Comunidades quilombolas têm vitória em julgamento no STF

Ministros rejeitaram por maioria ação do DEM que questionava decreto que regulamenta o reconhecimento e titulação dessas áreas tradicionais

IMPRENSA SINDSCOPE

As comunidades quilombolas tiveram uma vitória importante na luta pela titulação e regularização de áreas que reivindicam no julgamento da ação direta de inconstitucionalidade movida pelo DEM no Supremo Tribunal Federal.

Os ministros da corte judicial máxima do país decidiram pela constitucionalidade do decreto que regulamentou os procedimentos para reconhecimento, delimitação, demarcação e titulação das terras ocupadas por remanescentes das comunidades dos quilombos.

A ação havia sido movida pelo DEM em 2004, partido que à época se denominava PFL, pela inconstitucionalidade do Decreto 4.887/2003, que regulamentou a previsão constitucional da titulação de áreas quilombolas e indígenas. Até hoje, no entanto, a titulação só foi concedida a 220 dos cerca de seis mil quilombos reconhecidos pela Fundação Palmares.

Como foi o julgamento

A improcedência integral da ação recebeu o voto de sete ministros: Rosa Weber, Edson Fachin, Ricardo Lewandowski, Luiz Fux, Marco Aurélio, Celso de Mello e Cármen Lúcia, presidenta do STF. O ministro Luís Roberto Barroso votou pela improcedência, mas ressaltando que, além das comunidades remanescentes presentes às terras na data da publicação da Constituição de 1988, fazem jus à terra aquelas que tenham sido forçadamente expulsas da área.

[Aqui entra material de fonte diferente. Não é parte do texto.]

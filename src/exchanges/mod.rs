pub mod btcmarkets;
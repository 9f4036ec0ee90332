use crate::core::errors::ExchangeError;
use serde::Serialize;

/// Fixed-point scale of amounts on the wire: 1.0 in domain units is `100_000_000` on the wire
pub const WIRE_SCALE: i64 = 100_000_000;

/// Converts between the exchange's scaled integers and domain floats.
///
/// Outbound values are rounded half away from zero, so `0.29` becomes `29_000_000`
/// rather than the truncated `28_999_999`.
#[derive(Debug, Clone, Copy, PartialEq, Eq)]
pub struct WireCodec {
    scale: i64,
}

impl Default for WireCodec {
    fn default() -> Self {
        Self::new()
    }
}

impl WireCodec {
    pub const fn new() -> Self {
        Self { scale: WIRE_SCALE }
    }

    /// Codec for a venue that uses a different fixed-point scale
    pub fn with_scale(scale: i64) -> Result<Self, ExchangeError> {
        if scale <= 0 {
            return Err(ExchangeError::InvalidParameters(format!(
                "Wire scale must be positive, got {}",
                scale
            )));
        }
        Ok(Self { scale })
    }

    /// Scaled integer for `amount`.
    ///
    /// Fails instead of saturating when the scaled value does not fit in an `i64`.
    pub fn to_wire(&self, amount: f64) -> Result<i64, ExchangeError> {
        let scaled = (amount * self.scale as f64).round();
        // i64::MAX as f64 rounds up to 2^63, which is itself out of range
        if !scaled.is_finite() || scaled.abs() >= i64::MAX as f64 {
            return Err(ExchangeError::InvalidParameters(format!(
                "Amount {} does not fit the wire format at scale {}",
                amount, self.scale
            )));
        }
        Ok(scaled as i64)
    }

    pub fn from_wire(&self, raw: i64) -> f64 {
        raw as f64 / self.scale as f64
    }

    /// Serialize a request body with no inserted whitespace.
    ///
    /// The returned text is both signed and sent, so callers must not re-serialize it.
    pub fn serialize_compact<T: Serialize + ?Sized>(body: &T) -> Result<String, ExchangeError> {
        serde_json::to_string(body).map_err(|e| {
            ExchangeError::SerializationError(format!("Failed to serialize request body: {}", e))
        })
    }
}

Dois ministros, Dias Toffoli e Gilmar Mendes, votaram pela parcial procedência da ADI, interpretando que têm direito às terras, além das comunidades presentes na data da promulgação da Constituição, as que comprovarem a suspensão ou perda da posse por conta de atos ilícitos praticados por terceiros. Cezar Peluso, aposentado, foi o único voto pela total procedência da ação do DEM.

Ao defender a sua posição, o ministro Ricardo Lewandowski, que votou pela integral improcedência da ação, disse que o autor não demonstrou quais seriam as supostas ilegalidades, mas apenas listou argumentos que expõem um 'mero' inconformismo do proponente com o teor do decreto.

Sobre a exigência de comprovação irrefutável da posse, disse que seria a negação do direito. "É uma prova diabólica, é uma prova difícil ou impossível de ser produzida. Os remanescentes dos quilombolas são descendentes daqueles que estão fugindo há mais de 500 anos, como se vai fazer uma prova daquilo que ocorreu há quase meio século atrás? Evidentemente essa prova é impossível", disse.

Histórico da ação

O julgamento da ação havia começado em abril de 2012, com o voto pela inconstitucionalidade do decreto dado pelo relator, o então ministro Cezar Peluso. Argumentou, entre outros aspectos, que um decreto jamais poderia regulamentar um dispositivo constitucional, mas apenas uma lei. O julgamento foi, então, interrompido por pedido de vista de Rosa Weber.

Ao votar pela improcedência da ação, em março de 2015, a ministra abriu divergência. Disse que o objeto do artigo 68 do Ato das Disposições Constitucionais Transitórias é o direito dos remanescentes das comunidades quilombolas ver reconhecida pelo Estado a sua propriedade sobre as terras por eles histórica e tradicionalmente ocupadas. “Tenho por inequívoco tratar-se de norma definidora de direito fundamental de grupo étnico-racial minoritário, dotada, portanto, de eficácia plena e aplicação imediata e, assim, exercitável o direito subjetivo nela assegurado, independentemente de qualquer integração legislativa”, assinalou.

O julgamento do Supremo Tribunal Federal era aguardado com apreensão pelos movimentos sociais. Ganhara especial preocupação a partir do crescimento de posições conservadoras na sociedade, que acirraram e polarizaram as disputas por direitos e conquistas sociais, em meio às chamadas contrarreformas do governo Temer. A vitória, portanto, embora não assegure agilidade na titulação das terras, que já andava a passos lentos no governo passado, tende a ser muito comemorada pelas comunidades quilombolas.